An Ode to Top Gun
With the release of Maverick, Top Gun is now a storied franchise. Let’s see what 35 years and an obsession with aviation can do for a cinematic icon.
In the age of social media, it’s not uncommon to hear a famous filmmaker’s hot-take about the latest summer blockbuster. And while it’s great to hear what my favorite screenwriter thinks of the latest Oscar nominations, the comments often become white noise. However, there’s still one voice that will rise to the top when he talks about a film, and that is the voice of Quentin Tarantino.

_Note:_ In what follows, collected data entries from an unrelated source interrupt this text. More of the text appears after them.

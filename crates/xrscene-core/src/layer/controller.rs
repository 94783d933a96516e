// Copyright 2025 eraflo
//
// Licensed under the Apache License, Version 2.0 (the "License");
// you may not use this file except in compliance with the License.
// You may obtain a copy of the License at
//
//     http://www.apache.org/licenses/LICENSE-2.0
//
// Unless required by applicable law or agreed to in writing, software
// distributed under the License is distributed on an "AS IS" BASIS,
// WITHOUT WARRANTIES OR CONDITIONS OF ANY KIND, either express or implied.
// See the License for the specific language governing permissions and
// limitations under the License.

//! Drives the projection layers of every enabled view configuration.
//!
//! Each frame, for each configuration:
//! 1. [`ProjectionLayerController::prepare_rendering`] accepts the pending
//!    configuration, recomputes the layout and recreates the swapchains when
//!    their shape changed.
//! 2. [`ProjectionLayerController::render`] acquires one color and one depth
//!    image, fills the projection views, hands everything to the scene
//!    renderer and releases both images.
//! 3. [`ProjectionLayerController::append_projection_layer`] adds the layer to
//!    the frame's composition layers when something was drawn.

use std::collections::BTreeMap;
use std::sync::Arc;

use crate::graphics::color::Rgba;
use crate::graphics::error::RenderError;
use crate::scene::resources::SceneResources;
use crate::scene::{RenderView, RenderViewRequest, Scene, SceneRenderer};
use crate::time::FrameTime;
use crate::xr::compositor::Compositor;
use crate::xr::math::ViewProjection;
use crate::xr::session::SessionContext;
use crate::xr::swapchain::Swapchain;
use crate::xr::types::{
    CompositionLayerFlags, Space, Timeout, View, ViewConfigurationType, ViewConfigurationView,
};

use super::composition::{
    CompositionLayerDepthInfo, CompositionLayerProjectionView, CompositionLayers,
    SwapchainSubImage,
};
use super::config::ProjectionLayerConfig;
use super::error::{LayerError, SwapchainKind};
use super::geometry::{compute_layer_geometry, LayerGeometry};
use super::view_config::ViewConfigComponent;

/// Background of opaque layers.
const OPAQUE_CLEAR_COLOR: Rgba = Rgba::new(0.184_313_73, 0.309_803_93, 0.309_803_93, 1.0);

/// What a render call draws with.
pub struct FrameRenderContext<'a> {
    /// Backend drawing the scenes.
    pub renderer: &'a mut dyn SceneRenderer,
    /// Scene-wide resources.
    pub resources: &'a mut SceneResources,
    /// Timing of the frame.
    pub frame_time: FrameTime,
    /// Space the views were located in.
    pub layer_space: Space,
}

/// The projection layers of a session, one per enabled view configuration.
#[derive(Debug)]
pub struct ProjectionLayerController {
    compositor: Arc<dyn Compositor>,
    session: SessionContext,
    default_view_configuration: ViewConfigurationType,
    components: BTreeMap<ViewConfigurationType, ViewConfigComponent>,
    wait_timeout: Timeout,
}

impl ProjectionLayerController {
    /// Seeds one layer per configuration of `session` with its preferred formats.
    ///
    /// Observer configurations blend over the scene behind them by default.
    /// ## Errors
    /// * `LayerError::NoSupportedFormat` - If the session lists no color or no depth format.
    pub fn new(
        compositor: Arc<dyn Compositor>,
        session: SessionContext,
    ) -> Result<Self, LayerError> {
        let color_format = *session
            .supported_color_formats
            .first()
            .ok_or(LayerError::NoSupportedFormat(SwapchainKind::Color))?;
        let depth_format = *session
            .supported_depth_formats
            .first()
            .ok_or(LayerError::NoSupportedFormat(SwapchainKind::Depth))?;

        let components = session
            .view_configurations()
            .map(|ty| {
                let mut config = ProjectionLayerConfig {
                    color_format,
                    depth_format,
                    ..Default::default()
                };
                if ty == ViewConfigurationType::SecondaryMonoFirstPersonObserver {
                    config.layer_flags = CompositionLayerFlags::BLEND_TEXTURE_SOURCE_ALPHA;
                }
                (ty, ViewConfigComponent::new(config))
            })
            .collect();

        Ok(Self {
            compositor,
            default_view_configuration: session.primary_view_configuration,
            session,
            components,
            wait_timeout: Timeout::Infinite,
        })
    }

    /// The primary configuration.
    pub fn default_view_configuration(&self) -> ViewConfigurationType {
        self.default_view_configuration
    }

    /// The capabilities the controller was created with.
    pub fn session(&self) -> &SessionContext {
        &self.session
    }

    /// How long [`ProjectionLayerController::render`] waits for swapchain images.
    pub fn set_wait_timeout(&mut self, timeout: Timeout) {
        self.wait_timeout = timeout;
    }

    /// The state of `ty`'s layer.
    pub fn component(&self, ty: ViewConfigurationType) -> Option<&ViewConfigComponent> {
        self.components.get(&ty)
    }

    /// The configuration currently in effect for `ty`.
    pub fn config(&self, ty: ViewConfigurationType) -> Option<&ProjectionLayerConfig> {
        self.components.get(&ty).map(ViewConfigComponent::current_config)
    }

    /// The configuration `ty` switches to on its next preparation.
    pub fn pending_config_mut(
        &mut self,
        ty: ViewConfigurationType,
    ) -> Option<&mut ProjectionLayerConfig> {
        self.components
            .get_mut(&ty)
            .map(ViewConfigComponent::pending_config_mut)
    }

    /// The layout of `ty`'s layer.
    pub fn geometry(&self, ty: ViewConfigurationType) -> Option<&LayerGeometry> {
        self.components.get(&ty).map(ViewConfigComponent::geometry)
    }

    /// The views of `ty`'s last rendered frame.
    pub fn projection_views(&self, ty: ViewConfigurationType) -> &[CompositionLayerProjectionView] {
        self.components
            .get(&ty)
            .map_or(&[][..], ViewConfigComponent::projection_views)
    }

    /// The space `ty` was last rendered in.
    pub fn layer_space(&self, ty: ViewConfigurationType) -> Option<Space> {
        self.components.get(&ty).map(ViewConfigComponent::layer_space)
    }

    /// Accepts `ty`'s pending configuration and lays out `views`.
    ///
    /// Returns `true` when the swapchains were recreated.
    /// ## Errors
    /// * `LayerError::UnknownViewConfiguration` - If `ty` is not enabled.
    /// * `LayerError::UnsupportedFormat` - If a pending format is not supported.
    /// * `LayerError::NoViews` - If `views` is empty.
    /// * `LayerError::Compositor` - If a swapchain cannot be created.
    pub fn prepare_rendering(
        &mut self,
        ty: ViewConfigurationType,
        views: &[ViewConfigurationView],
    ) -> Result<bool, LayerError> {
        let component = self
            .components
            .get_mut(&ty)
            .ok_or(LayerError::UnknownViewConfiguration(ty))?;

        // Nothing is committed unless both the layout and the formats are accepted.
        let geometry = compute_layer_geometry(&component.pending_config, views)?;
        let should_reset = component.accept_pending_config(&self.session)?;
        component.geometry = geometry;

        if should_reset {
            let is_primary = ty == self.session.primary_view_configuration;
            component.recreate_swapchains(&self.compositor, ty, &self.session, is_primary)?;
        }
        Ok(should_reset)
    }

    /// Renders `scenes` into `ty`'s layer for the located `views`.
    ///
    /// Both images are released whatever happens after they were acquired.
    /// Returns `true` when the layer holds geometry and should be submitted.
    /// A timed out image wait skips rendering and returns `false`.
    /// ## Errors
    /// * `LayerError::NotPrepared` - If the swapchains do not exist.
    /// * `LayerError::ViewCountMismatch` - If `views` does not match the layout.
    /// * `LayerError::Compositor` - If an acquire, wait or release fails.
    /// * `LayerError::Render` - If the renderer fails.
    pub fn render(
        &mut self,
        ty: ViewConfigurationType,
        context: &mut FrameRenderContext<'_>,
        views: &[View],
        scenes: &[Box<dyn Scene>],
    ) -> Result<bool, LayerError> {
        let component = self
            .components
            .get_mut(&ty)
            .ok_or(LayerError::UnknownViewConfiguration(ty))?;
        let (Some(color), Some(depth)) = (&component.color_swapchain, &component.depth_swapchain)
        else {
            return Err(LayerError::NotPrepared(ty));
        };
        let expected = component.geometry.viewports.len();
        if views.len() != expected {
            return Err(LayerError::ViewCountMismatch {
                expected,
                actual: views.len(),
            });
        }

        let color_index = color.acquire_and_wait(self.wait_timeout).map_err(|e| {
            log::error!("Failed to acquire color image for {ty:?}: {e}");
            e
        })?;
        let depth_index = match depth.acquire_and_wait(self.wait_timeout) {
            Ok(index) => index,
            Err(e) => {
                log::error!("Failed to acquire depth image for {ty:?}: {e}");
                if let Err(release) = color.release() {
                    log::warn!("Failed to release color image for {ty:?}: {release}");
                }
                return Err(e.into());
            }
        };

        let rendered = match (color_index, depth_index) {
            (Some(color_index), Some(depth_index)) => {
                component.layer_space = context.layer_space;
                let layer = LayerTargets {
                    color,
                    depth,
                    color_index,
                    depth_index,
                };
                render_layer(
                    &component.current_config,
                    &component.geometry,
                    &mut component.projection_views,
                    &layer,
                    self.session.extensions.depth_info,
                    context,
                    views,
                    scenes,
                )
            }
            _ => {
                log::warn!("Skipping {ty:?} this frame, an image wait timed out");
                Ok(false)
            }
        };

        let released = color.release().and_then(|()| depth.release());
        context
            .resources
            .update_animation_time(context.frame_time.total_elapsed);

        if let Err(e) = &released {
            log::error!("Failed to release images for {ty:?}: {e}");
        }
        let rendered = rendered?;
        released?;
        Ok(rendered)
    }

    /// Appends `ty`'s last rendered frame to `layers`.
    pub fn append_projection_layer(&self, layers: &mut CompositionLayers, ty: ViewConfigurationType) {
        let Some(component) = self.components.get(&ty) else {
            log::warn!("No projection layer for {ty:?}");
            return;
        };
        let layer = layers.add_projection_layer(component.current_config.layer_flags);
        layer.space = component.layer_space;
        layer.views = component.projection_views.clone();
    }
}

struct LayerTargets<'a> {
    color: &'a Swapchain,
    depth: &'a Swapchain,
    color_index: u32,
    depth_index: u32,
}

#[allow(clippy::too_many_arguments)]
fn render_layer(
    config: &ProjectionLayerConfig,
    geometry: &LayerGeometry,
    projection_views: &mut Vec<CompositionLayerProjectionView>,
    targets: &LayerTargets<'_>,
    depth_info_supported: bool,
    context: &mut FrameRenderContext<'_>,
    views: &[View],
    scenes: &[Box<dyn Scene>],
) -> Result<bool, LayerError> {
    let reversed_z = config.near_far.is_reversed();
    context.resources.set_depth_func_reversed(reversed_z);
    let submit_depth = config.submit_depth_info && depth_info_supported;

    projection_views.clear();
    let mut render_views = Vec::with_capacity(views.len());
    for (index, view) in views.iter().enumerate() {
        let fov = view.fov.scaled(config.swapchain_fov_scale);
        let image_rect = geometry.image_rects[index];
        let image_array_index = geometry.image_array_indices[index];

        let depth_info = submit_depth.then(|| CompositionLayerDepthInfo {
            sub_image: SwapchainSubImage {
                swapchain: targets.depth.handle(),
                image_rect,
                image_array_index,
            },
            min_depth: 0.0,
            max_depth: 1.0,
            near_z: config.near_far.near,
            far_z: config.near_far.far,
        });
        projection_views.push(CompositionLayerProjectionView {
            pose: view.pose,
            fov,
            sub_image: SwapchainSubImage {
                swapchain: targets.color.handle(),
                image_rect,
                image_array_index,
            },
            depth_info,
        });

        let camera = ViewProjection {
            pose: view.pose,
            fov,
            near_far: config.near_far,
        };
        render_views.push(RenderView {
            view_projection: camera.view_projection_matrix(),
            viewport: geometry.viewports[index],
            array_index: image_array_index,
        });
    }

    if let Some(first) = projection_views.first() {
        let camera = ViewProjection {
            pose: first.pose,
            fov: first.fov,
            near_far: config.near_far,
        };
        context
            .resources
            .set_view_projection(camera.view_matrix(), camera.projection_matrix());
    }

    let clear_color = if config
        .layer_flags
        .contains(CompositionLayerFlags::BLEND_TEXTURE_SOURCE_ALPHA)
    {
        Rgba::TRANSPARENT
    } else {
        OPAQUE_CLEAR_COLOR
    };

    let request = RenderViewRequest {
        views: render_views,
        color_image: targets
            .color
            .image(targets.color_index)
            .ok_or(RenderError::MissingTarget("color image"))?,
        color_format: targets.color.format,
        depth_image: targets
            .depth
            .image(targets.depth_index)
            .ok_or(RenderError::MissingTarget("depth image"))?,
        depth_format: targets.depth.format,
        width: targets.color.width,
        height: targets.color.height,
        sample_count: targets.color.sample_count,
        clear_color,
        clear_depth: if reversed_z { 0.0 } else { 1.0 },
        reversed_z,
        double_wide: config.double_wide,
    };

    let rendered = context.renderer.render_views(
        &request,
        scenes,
        context.resources,
        &context.frame_time,
    )?;
    Ok(rendered)
}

Tarantino doesn’t use social media, so you won’t hear him talk about the latest cinema release every time you refresh Twitter. But when you get Tarantino talking about films, he talks. He talks a lot, and it trickles down into your social media channel of choice. In recent years, he’s been appearing on podcasts to impart his godly knowledge of film. (One of my favorite Tarantino segments is when he goes on a five-minute tangent about why Chris Pine is one of his favorite actors.)
Tarantino has also recently started a podcast called The Video Archives Podcast with Quentin Tarantino & Roger Avary (collaborator from Pulp Fiction) where you can hear him talk about movies for hours on end.

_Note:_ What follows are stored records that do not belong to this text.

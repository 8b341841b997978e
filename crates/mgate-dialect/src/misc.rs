//! Non-chat payload handling: legacy completions, embeddings, images, and
//! audio relay as model-rewritten passthrough. The body keeps its original
//! shape; only the model field is mapped and usage is extracted from the
//! response for metering.

use mgate_common::Usage;
use serde_json::Value;

use crate::codec::{Dialect, DialectError, RequestPayload};

pub fn decode_passthrough(dialect: Dialect, body: &[u8]) -> Result<RequestPayload, DialectError> {
    let value: Value =
        serde_json::from_slice(body).map_err(|err| DialectError::Decode(err.to_string()))?;
    let model = value
        .get("model")
        .and_then(|m| m.as_str())
        .ok_or_else(|| DialectError::Decode("missing model".to_string()))?
        .to_string();
    let stream = value
        .get("stream")
        .and_then(|s| s.as_bool())
        .unwrap_or(false);
    Ok(RequestPayload::Passthrough {
        dialect,
        model,
        stream,
        body: value,
    })
}

/// Rewrite the model field for the upstream and re-serialise.
pub fn rewrite_model(body: &Value, upstream_model: &str) -> Result<Vec<u8>, DialectError> {
    let mut body = body.clone();
    if let Some(object) = body.as_object_mut() {
        object.insert(
            "model".to_string(),
            Value::String(upstream_model.to_string()),
        );
    }
    serde_json::to_vec(&body).map_err(|err| DialectError::Encode(err.to_string()))
}

pub fn upstream_path(dialect: Dialect) -> &'static str {
    match dialect {
        Dialect::OpenAiCompletions => "/v1/completions",
        Dialect::OpenAiEmbeddings => "/v1/embeddings",
        Dialect::OpenAiImages => "/v1/images/generations",
        Dialect::OpenAiAudioSpeech => "/v1/audio/speech",
        Dialect::OpenAiAudioTranscription => "/v1/audio/transcriptions",
        Dialect::OpenAiAudioTranslation => "/v1/audio/translations",
        // Chat dialects have their own plans; this is never asked of them.
        _ => "/v1/chat/completions",
    }
}

/// Pull reported usage out of a passthrough response body, when present.
pub fn extract_usage(dialect: Dialect, body: &[u8]) -> Option<Usage> {
    let value: Value = serde_json::from_slice(body).ok()?;
    let usage = value.get("usage")?;
    let prompt = usage
        .get("prompt_tokens")
        .or_else(|| usage.get("input_tokens"))
        .and_then(|v| v.as_i64())
        .unwrap_or(0);
    let completion = usage
        .get("completion_tokens")
        .or_else(|| usage.get("output_tokens"))
        .and_then(|v| v.as_i64())
        .unwrap_or(0);
    let total = usage
        .get("total_tokens")
        .and_then(|v| v.as_i64())
        .unwrap_or(0);
    let image_tokens = match dialect {
        Dialect::OpenAiImages => usage
            .get("output_tokens")
            .and_then(|v| v.as_i64())
            .unwrap_or(0),
        _ => 0,
    };
    Some(
        Usage {
            prompt_tokens: prompt,
            completion_tokens: completion,
            total_tokens: total,
            image_tokens,
            ..Usage::default()
        }
        .with_totals(),
    )
}

/// Billable image count for generation requests without reported usage.
pub fn image_count(body: &Value) -> i64 {
    body.get("n").and_then(|n| n.as_i64()).unwrap_or(1).max(1)
}

#[cfg(test)]
mod tests {
    use super::*;

    #[test]
    fn embeddings_passthrough_decodes_model() {
        let body = br#"{"model":"text-embedding-3-small","input":["a","b"]}"#;
        let payload = decode_passthrough(Dialect::OpenAiEmbeddings, body).unwrap();
        assert_eq!(payload.model(), "text-embedding-3-small");
        assert!(!payload.stream());
    }

    #[test]
    fn model_rewrite_preserves_rest() {
        let body: Value = serde_json::json!({"model":"a","input":"x","dimensions":64});
        let rewritten = rewrite_model(&body, "b").unwrap();
        let value: Value = serde_json::from_slice(&rewritten).unwrap();
        assert_eq!(value["model"], "b");
        assert_eq!(value["dimensions"], 64);
    }

    #[test]
    fn usage_extraction_handles_both_namings() {
        let openai = br#"{"usage":{"prompt_tokens":7,"total_tokens":7}}"#;
        let usage = extract_usage(Dialect::OpenAiEmbeddings, openai).unwrap();
        assert_eq!(usage.prompt_tokens, 7);

        let responses_style = br#"{"usage":{"input_tokens":3,"output_tokens":5}}"#;
        let usage = extract_usage(Dialect::OpenAiImages, responses_style).unwrap();
        assert_eq!(usage.prompt_tokens, 3);
        assert_eq!(usage.image_tokens, 5);
        assert_eq!(usage.total_tokens, 8);
    }
}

But, of interest to us here, is what Tarantino had to say recently about Top Gun: Maverick.
I f****** love ‘Top Gun: Maverick. . . . There was just this lovely, lovely aspect because I love both Tony Scott’s cinema so much, and I love Tony so much that that’s as close as we’re ever going to get to seeing one more Tony Scott movie. [Kosinski] did a great job. The respect and the love of Tony was in every frame. It was almost in every decision. It was consciously right there, but in this really cool way that was really respectful.
Need we say more?
Well, yes — we probably should. This would be a concise article otherwise.
We agree, Mr. Tarantino. Even for a die-hard Top Gun enthusiast like your humble Gen X author here, I was surprised by how good it was. A friend texted right as I left the theater, asking what I thought.

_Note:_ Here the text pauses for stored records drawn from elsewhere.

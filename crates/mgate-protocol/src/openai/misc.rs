//! Non-chat OpenAI payloads the gateway relays: legacy completions,
//! embeddings, image generation, audio, and the models listing.

use serde::{Deserialize, Serialize};
use serde_json::Value;

use super::chat::CompletionUsage;

#[derive(Debug, Clone, Serialize, Deserialize)]
pub struct CompletionRequest {
    pub model: String,
    pub prompt: Value,
    #[serde(skip_serializing_if = "Option::is_none")]
    pub stream: Option<bool>,
    #[serde(skip_serializing_if = "Option::is_none")]
    pub max_tokens: Option<i64>,
    #[serde(skip_serializing_if = "Option::is_none")]
    pub temperature: Option<f64>,
    #[serde(flatten)]
    pub extra: serde_json::Map<String, Value>,
}

#[derive(Debug, Clone, Serialize, Deserialize)]
pub struct CompletionResponse {
    pub id: String,
    pub object: String,
    pub created: i64,
    pub model: String,
    pub choices: Vec<CompletionChoice>,
    #[serde(skip_serializing_if = "Option::is_none")]
    pub usage: Option<CompletionUsage>,
}

#[derive(Debug, Clone, Serialize, Deserialize)]
pub struct CompletionChoice {
    pub index: i64,
    pub text: String,
    #[serde(skip_serializing_if = "Option::is_none")]
    pub finish_reason: Option<String>,
}

#[derive(Debug, Clone, Serialize, Deserialize)]
pub struct EmbeddingsRequest {
    pub model: String,
    pub input: Value,
    #[serde(skip_serializing_if = "Option::is_none")]
    pub encoding_format: Option<String>,
    #[serde(skip_serializing_if = "Option::is_none")]
    pub dimensions: Option<i64>,
    #[serde(flatten)]
    pub extra: serde_json::Map<String, Value>,
}

#[derive(Debug, Clone, Serialize, Deserialize)]
pub struct EmbeddingsResponse {
    pub object: String,
    pub data: Vec<Value>,
    pub model: String,
    #[serde(skip_serializing_if = "Option::is_none")]
    pub usage: Option<CompletionUsage>,
}

#[derive(Debug, Clone, Serialize, Deserialize)]
pub struct ImageGenerationRequest {
    pub model: String,
    pub prompt: String,
    #[serde(skip_serializing_if = "Option::is_none")]
    pub n: Option<i64>,
    #[serde(skip_serializing_if = "Option::is_none")]
    pub size: Option<String>,
    #[serde(skip_serializing_if = "Option::is_none")]
    pub quality: Option<String>,
    #[serde(skip_serializing_if = "Option::is_none")]
    pub response_format: Option<String>,
    #[serde(flatten)]
    pub extra: serde_json::Map<String, Value>,
}

#[derive(Debug, Clone, Serialize, Deserialize)]
pub struct ImageGenerationResponse {
    pub created: i64,
    pub data: Vec<Value>,
    #[serde(skip_serializing_if = "Option::is_none")]
    pub usage: Option<Value>,
}

/// Audio speech request (`/v1/audio/speech`). Transcription and translation
/// arrive as multipart and are relayed as opaque bodies; only the JSON speech
/// request is parsed.
#[derive(Debug, Clone, Serialize, Deserialize)]
pub struct SpeechRequest {
    pub model: String,
    pub input: String,
    pub voice: String,
    #[serde(skip_serializing_if = "Option::is_none")]
    pub response_format: Option<String>,
    #[serde(skip_serializing_if = "Option::is_none")]
    pub speed: Option<f64>,
    #[serde(flatten)]
    pub extra: serde_json::Map<String, Value>,
}

#[derive(Debug, Clone, Serialize, Deserialize)]
pub struct TranscriptionResponse {
    pub text: String,
    #[serde(skip_serializing_if = "Option::is_none")]
    pub usage: Option<Value>,
}

#[derive(Debug, Clone, Serialize, Deserialize)]
pub struct ModelList {
    pub object: String,
    pub data: Vec<ModelEntry>,
}

#[derive(Debug, Clone, Serialize, Deserialize)]
pub struct ModelEntry {
    pub id: String,
    pub object: String,
    pub created: i64,
    pub owned_by: String,
}

impl ModelEntry {
    pub fn new(id: impl Into<String>, owned_by: impl Into<String>) -> Self {
        Self {
            id: id.into(),
            object: "model".to_string(),
            created: 0,
            owned_by: owned_by.into(),
        }
    }
}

I told him it belongs in the Louvre.
Seriously?
Yes, seriously. The Top Gun saga sequences the original and Maverick like genes. You can watch and enjoy the first one without the second one, natch, but the whole experience of the sequel is grounded in the original. But wait, you say. Isn’t that how all sequels work? To varying degrees, yes. Every series links the installments in its franchise, but the viewing experiences aren’t always critical for a full appreciation. Sometimes you can skip one or two and still kind of “get it” all.
And maybe you did skip the original Top Gun. Can you still watch Maverick? Of course. You’re a living, breathing human being with a mind of your own. But as long as we’re strolling around inside the Louvre, do you want to do so with one eye closed?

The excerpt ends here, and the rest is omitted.